En cierto momento sentí como él me jaló, me dió unos besos y me puso encima suyo, mientras me besaba acariciaba mi cuerpo y toqueteaba mis nalgas, yo estaba totalmente excitado cediendo a sus encantos, lentamente fue metiendo sus dedos en mi trasero mientras yo gemia de placer yentre susurros me incitaba a dejarme penetrar, al principio me negaba por temor, pero poco a poco fui cediendo y terminé por aceptar. No tardó mucho para acomodar su verga en mi trasero y después de una buena lubricación fue metidndola lentamente, era excitante pero doloroso, sentía como mi trasero se dilataba a medida que su verga iba entrando, en poco tiempo y con una gran sonrisa me avisó que la tenía completa dentro mío, mi cara de sorpresa fue inevitable.
Pasaron unos minutos para que mi trasero se acostumbrara a aquel tamaño sin dolor y en aquel momento empezó lo mejor. Lentamente se empezaba a mover mientras yo gemia, su velocidad empezaba a aumentar con el pasar de los minutos y ...
... la resistencia de mi culo. En pocos minutos ya me tenía cabalgando aquella verga hermosa que me hacía gritar por la habitación. Sus movimientos, su verga dentro mío y la excitación del momento me hacía gemir a gritos mientras él también lo disfrutaba gimiendo y penetrandome sin piedad.
Aquellas fueron las mejores horas que pude pasar cogiendo, hicimos todas las posiciones, cogimos en toda la habitación, nuestros gritos retumbaban la habitación. En definitiva era la mejor experiencia que estaba teniendo. Después de una gran cogida y estando en cuatro mientras me cogía sentí como su hermosa verga se venía dentro mío a chorros calientes y satisfactorios. Los dos nos unimos en un gemido final para luego caer rendidos en la cama.
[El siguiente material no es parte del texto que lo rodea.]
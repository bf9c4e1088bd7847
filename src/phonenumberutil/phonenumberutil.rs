use std::{borrow::Cow, collections::HashSet, path::PathBuf, sync::Arc};

use log::{error, trace, warn};

use super::phone_number_regexps_and_mappings::PhoneNumberRegExpsAndMappings;
use crate::{
    generated::COUNTRY_CODE_TO_REGION_CODE,
    i18n,
    interfaces::MatcherApi,
    macros::owned_from_cow_or,
    metadata::{FileMetadataStore, NumberFormat, PhoneMetadata, PhoneNumberDesc},
    phonenumber::{CountryCodeSource, PhoneNumber},
    phonenumberutil::{
        errors::{ParseError, ValidationError},
        helper_constants::{
            DEFAULT_EXTN_PREFIX, MAX_LENGTH_COUNTRY_CODE, MAX_LENGTH_FOR_NSN, MIN_LENGTH_FOR_NSN,
            NANPA_COUNTRY_CODE, REGION_CODE_FOR_NON_GEO_ENTITY, RFC3966_EXTN_PREFIX,
        },
        helper_functions::{
            self, get_number_desc_by_type, get_supported_types_for_metadata,
            is_national_number_suffix_of_the_other, prefix_number_with_country_calling_code,
        },
        MatchType, PhoneNumberFormat, PhoneNumberType,
    },
    regex_based_matcher::RegexBasedMatcher,
    regex_util::{RegexConsume, RegexFullMatch, RegexMatchStart},
};

/// The order in which the classifier tests the unambiguous categories.
/// Fixed-line and mobile need the shared-pattern logic and are handled after
/// this ladder is exhausted.
const CLASSIFICATION_ORDER: [PhoneNumberType; 8] = [
    PhoneNumberType::PremiumRate,
    PhoneNumberType::TollFree,
    PhoneNumberType::SharedCost,
    PhoneNumberType::VoIP,
    PhoneNumberType::PersonalNumber,
    PhoneNumberType::Pager,
    PhoneNumberType::UAN,
    PhoneNumberType::VoiceMail,
];

pub struct PhoneNumberUtil {
    /// An API for validation checking.
    matcher_api: Box<dyn MatcherApi + Send + Sync>,

    /// Helper class holding useful regular expressions and character
    /// mappings.
    reg_exps: PhoneNumberRegExpsAndMappings,

    /// The lazy store of materialized per-region metadata records.
    metadata_store: FileMetadataStore,

    /// A mapping from a country calling code to the region codes which
    /// denote the regions represented by that country calling code. Note
    /// regions under NANPA share the country calling code 1 and Russia and
    /// Kazakhstan share the country calling code 7. The list order encodes
    /// priority: the first entry is the main region for the code. This is
    /// a sorted vector to achieve better performance.
    country_calling_code_to_region_code_map: &'static [(i32, &'static [&'static str])],

    /// The set of regions the country-code index knows about. Lookups of
    /// anything else never touch the metadata store.
    supported_regions: HashSet<&'static str>,

    /// The set of regions that share country calling code 1.
    nanpa_regions: HashSet<&'static str>,
}
use crate::metadata::PhoneNumberDesc;

/// Internal phonenumber matching API used to isolate the underlying
/// implementation of the matcher and allow different implementations to be
/// swapped in easily.
pub(crate) trait MatcherApi {
    /// Returns whether the given national number (a string containing only
    /// decimal digits) matches the national number pattern defined in the
    /// given PhoneNumberDesc message.
    fn match_national_number(
        &self,
        number: &str,
        number_desc: &PhoneNumberDesc,
        allow_prefix_match: bool,
    ) -> bool;

    /// Returns whether the given national number passes the cheap
    /// length-class sieve of the given PhoneNumberDesc. A descriptor without
    /// a sieve inherits from the general description and is treated as
    /// passing.
    fn match_possible_number(&self, number: &str, number_desc: &PhoneNumberDesc) -> bool;
}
Nos pusimos cómodos nuevamente para tomar un descanso, entre besos y caricias sentía como mi culo chorreaba su cálida leche.
Después de un buen descanso decidimos pasar allí la noche, aprovecharíamos el fin de semana para gozarlo juntos.
Debo confesar que mi culo quedó adolorido después de aquel fin de semana, pero la excitación de haber tenido esa gran verga dentro mío hizo que valiera la pena. Con el tiempo volvimos a tener más encuentros, no tan seguidos pues mi culo no soportaría tanto.